**Records for the task:**
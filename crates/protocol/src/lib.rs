//! Wire-level protocol types shared across the workspace: JSON-RPC 2.0
//! framing, the MCP handshake/tool surface, and SSE event names.

pub mod jsonrpc;
pub mod mcp;

pub use jsonrpc::{InboundFrame, JsonRpcError, JsonRpcNotification, JsonRpcRequest, JsonRpcResponse};

/// MCP protocol revision spoken by the bridge.
pub const PROTOCOL_VERSION: &str = "2024-11-05";

/// SSE event name for the handshake event carrying the message-post URL.
pub const ENDPOINT_EVENT: &str = "endpoint";

/// SSE event name for ordinary protocol messages.
pub const MESSAGE_EVENT: &str = "message";

/// Default path for the server-to-client event stream.
pub const DEFAULT_SSE_PATH: &str = "/sse";

/// Default path for client-to-server message posts.
pub const DEFAULT_MESSAGES_PATH: &str = "/api/messages";

/// Query parameter carrying the session correlation id.
pub const SESSION_ID_PARAM: &str = "sessionId";

/// Default bound on a single inbound delivery before it is reported failed.
pub const DELIVERY_TIMEOUT_MS: u64 = 30_000;
//! MCP handshake and tool types exchanged over the bridge.

use serde::{Deserialize, Serialize};

/// Client half of the `initialize` handshake.
#[derive(Debug, Clone, Serialize, Deserialize)]
#[serde(rename_all = "camelCase")]
pub struct InitializeParams {
    pub protocol_version: String,
    #[serde(default)]
    pub capabilities: serde_json::Value,
    pub client_info: ClientInfo,
}

#[derive(Debug, Clone, Serialize, Deserialize)]
pub struct ClientInfo {
    pub name: String,
    pub version: String,
}

/// Server half of the `initialize` handshake.
#[derive(Debug, Clone, Serialize, Deserialize)]
#[serde(rename_all = "camelCase")]
pub struct InitializeResult {
    pub protocol_version: String,
    pub capabilities: ServerCapabilities,
    pub server_info: ServerInfo,
}

#[derive(Debug, Clone, Default, Serialize, Deserialize)]
pub struct ServerCapabilities {
    #[serde(skip_serializing_if = "Option::is_none")]
    pub tools: Option<serde_json::Value>,
}

#[derive(Debug, Clone, Serialize, Deserialize)]
pub struct ServerInfo {
    pub name: String,
    pub version: String,
}

/// A callable tool advertised by the server.
#[derive(Debug, Clone, Serialize, Deserialize)]
pub struct ToolDef {
    pub name: String,
    #[serde(skip_serializing_if = "Option::is_none")]
    pub description: Option<String>,
    /// JSON schema describing the tool's arguments.
    #[serde(rename = "inputSchema")]
    pub input_schema: serde_json::Value,
}

#[derive(Debug, Clone, Serialize, Deserialize)]
pub struct ToolsListResult {
    pub tools: Vec<ToolDef>,
}

#[derive(Debug, Clone, Serialize, Deserialize)]
pub struct ToolsCallParams {
    pub name: String,
    #[serde(default)]
    pub arguments: serde_json::Value,
}

#[derive(Debug, Clone, Serialize, Deserialize)]
pub struct ToolsCallResult {
    pub content: Vec<ToolContent>,
    #[serde(default, rename = "isError")]
    pub is_error: bool,
}

/// Tool output block. Only text content is produced by the bridge.
#[derive(Debug, Clone, Serialize, Deserialize)]
#[serde(tag = "type", rename_all = "snake_case")]
pub enum ToolContent {
    Text { text: String },
}

impl ToolsCallResult {
    pub fn text(text: impl Into<String>) -> Self {
        Self {
            content: vec![ToolContent::Text { text: text.into() }],
            is_error: false,
        }
    }

    pub fn error(text: impl Into<String>) -> Self {
        Self {
            content: vec![ToolContent::Text { text: text.into() }],
            is_error: true,
        }
    }
}

#[cfg(test)]
mod tests {
    use super::*;

    #[test]
    fn tool_def_uses_camel_case_schema_key() {
        let tool = ToolDef {
            name: "get-page".into(),
            description: Some("Fetch a page".into()),
            input_schema: serde_json::json!({"type": "object"}),
        };
        let v = serde_json::to_value(&tool).unwrap();
        assert!(v.get("inputSchema").is_some());
    }

    #[test]
    fn call_result_error_flag_defaults_off() {
        let parsed: ToolsCallResult =
            serde_json::from_str(r#"{"content":[{"type":"text","text":"ok"}]}"#).unwrap();
        assert!(!parsed.is_error);
        assert_eq!(parsed.content.len(), 1);
    }
}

**Problem:**
Give again each line shown above, keeping every word as it is.

**Response to the task:**
filename crates/protocol/src/lib.rs
//! Wire-level protocol types shared across the workspace: JSON-RPC 2.0
//! framing, the MCP handshake/tool surface, and SSE event names.

pub mod jsonrpc;
pub mod mcp;

pub use jsonrpc::{InboundFrame, JsonRpcError, JsonRpcNotification, JsonRpcRequest, JsonRpcResponse};

/// MCP protocol revision spoken by the bridge.
pub const PROTOCOL_VERSION: &str = "2024-11-05";

/// SSE event name for the handshake event carrying the message-post URL.
pub const ENDPOINT_EVENT: &str = "endpoint";

/// SSE event name for ordinary protocol messages.
pub const MESSAGE_EVENT: &str = "message";

/// Default path for the server-to-client event stream.
pub const DEFAULT_SSE_PATH: &str = "/sse";

/// Default path for client-to-server message posts.
pub const DEFAULT_MESSAGES_PATH: &str = "/api/messages";

/// Query parameter carrying the session correlation id.
pub const SESSION_ID_PARAM: &str = "sessionId";

/// Default bound on a single inbound delivery before it is reported failed.
pub const DELIVERY_TIMEOUT_MS: u64 = 30_000;
//! MCP handshake and tool types exchanged over the bridge.

use serde::{Deserialize, Serialize};

/// Client half of the `initialize` handshake.
#[derive(Debug, Clone, Serialize, Deserialize)]
#[serde(rename_all = "camelCase")]
pub struct InitializeParams {
    pub protocol_version: String,
    #[serde(default)]
    pub capabilities: serde_json::Value,
    pub client_info: ClientInfo,
}

#[derive(Debug, Clone, Serialize, Deserialize)]
pub struct ClientInfo {
    pub name: String,
    pub version: String,
}

/// Server half of the `initialize` handshake.
#[derive(Debug, Clone, Serialize, Deserialize)]
#[serde(rename_all = "camelCase")]
pub struct InitializeResult {
    pub protocol_version: String,
    pub capabilities: ServerCapabilities,
    pub server_info: ServerInfo,
}

#[derive(Debug, Clone, Default, Serialize, Deserialize)]
pub struct ServerCapabilities {
    #[serde(skip_serializing_if = "Option::is_none")]
    pub tools: Option<serde_json::Value>,
}

#[derive(Debug, Clone, Serialize, Deserialize)]
pub struct ServerInfo {
    pub name: String,
    pub version: String,
}

/// A callable tool advertised by the server.
#[derive(Debug, Clone, Serialize, Deserialize)]
pub struct ToolDef {
    pub name: String,
    #[serde(skip_serializing_if = "Option::is_none")]
    pub description: Option<String>,
    /// JSON schema describing the tool's arguments.
    #[serde(rename = "inputSchema")]
    pub input_schema: serde_json::Value,
}

#[derive(Debug, Clone, Serialize, Deserialize)]
pub struct ToolsListResult {
    pub tools: Vec<ToolDef>,
}

#[derive(Debug, Clone, Serialize, Deserialize)]
pub struct ToolsCallParams {
    pub name: String,
    #[serde(default)]
    pub arguments: serde_json::Value,
}

#[derive(Debug, Clone, Serialize, Deserialize)]
pub struct ToolsCallResult {
    pub content: Vec<ToolContent>,
    #[serde(default, rename = "isError")]
    pub is_error: bool,
}

/// Tool output block. Only text content is produced by the bridge.
#[derive(Debug, Clone, Serialize, Deserialize)]
#[serde(tag = "type", rename_all = "snake_case")]
pub enum ToolContent {
    Text { text: String },
}

impl ToolsCallResult {
    pub fn text(text: impl Into<String>) -> Self {
        Self {
            content: vec![ToolContent::Text { text: text.into() }],
            is_error: false,
        }
    }

    pub fn error(text: impl Into<String>) -> Self {
        Self {
            content: vec![ToolContent::Text { text: text.into() }],
            is_error: true,
        }
    }
}

#[cfg(test)]
mod tests {
    use super::*;

    #[test]
    fn tool_def_uses_camel_case_schema_key() {
        let tool = ToolDef {
            name: "get-page".into(),
            description: Some("Fetch a page".into()),
            input_schema: serde_json::json!({"type": "object"}),
        };
        let v = serde_json::to_value(&tool).unwrap();
        assert!(v.get("inputSchema").is_some());
    }

    #[test]
    fn call_result_error_flag_defaults_off() {
        let parsed: ToolsCallResult =
            serde_json::from_str(r#"{"content":[{"type":"text","text":"ok"}]}"#).unwrap();
        assert!(!parsed.is_error);
        assert_eq!(parsed.content.len(), 1);
    }
}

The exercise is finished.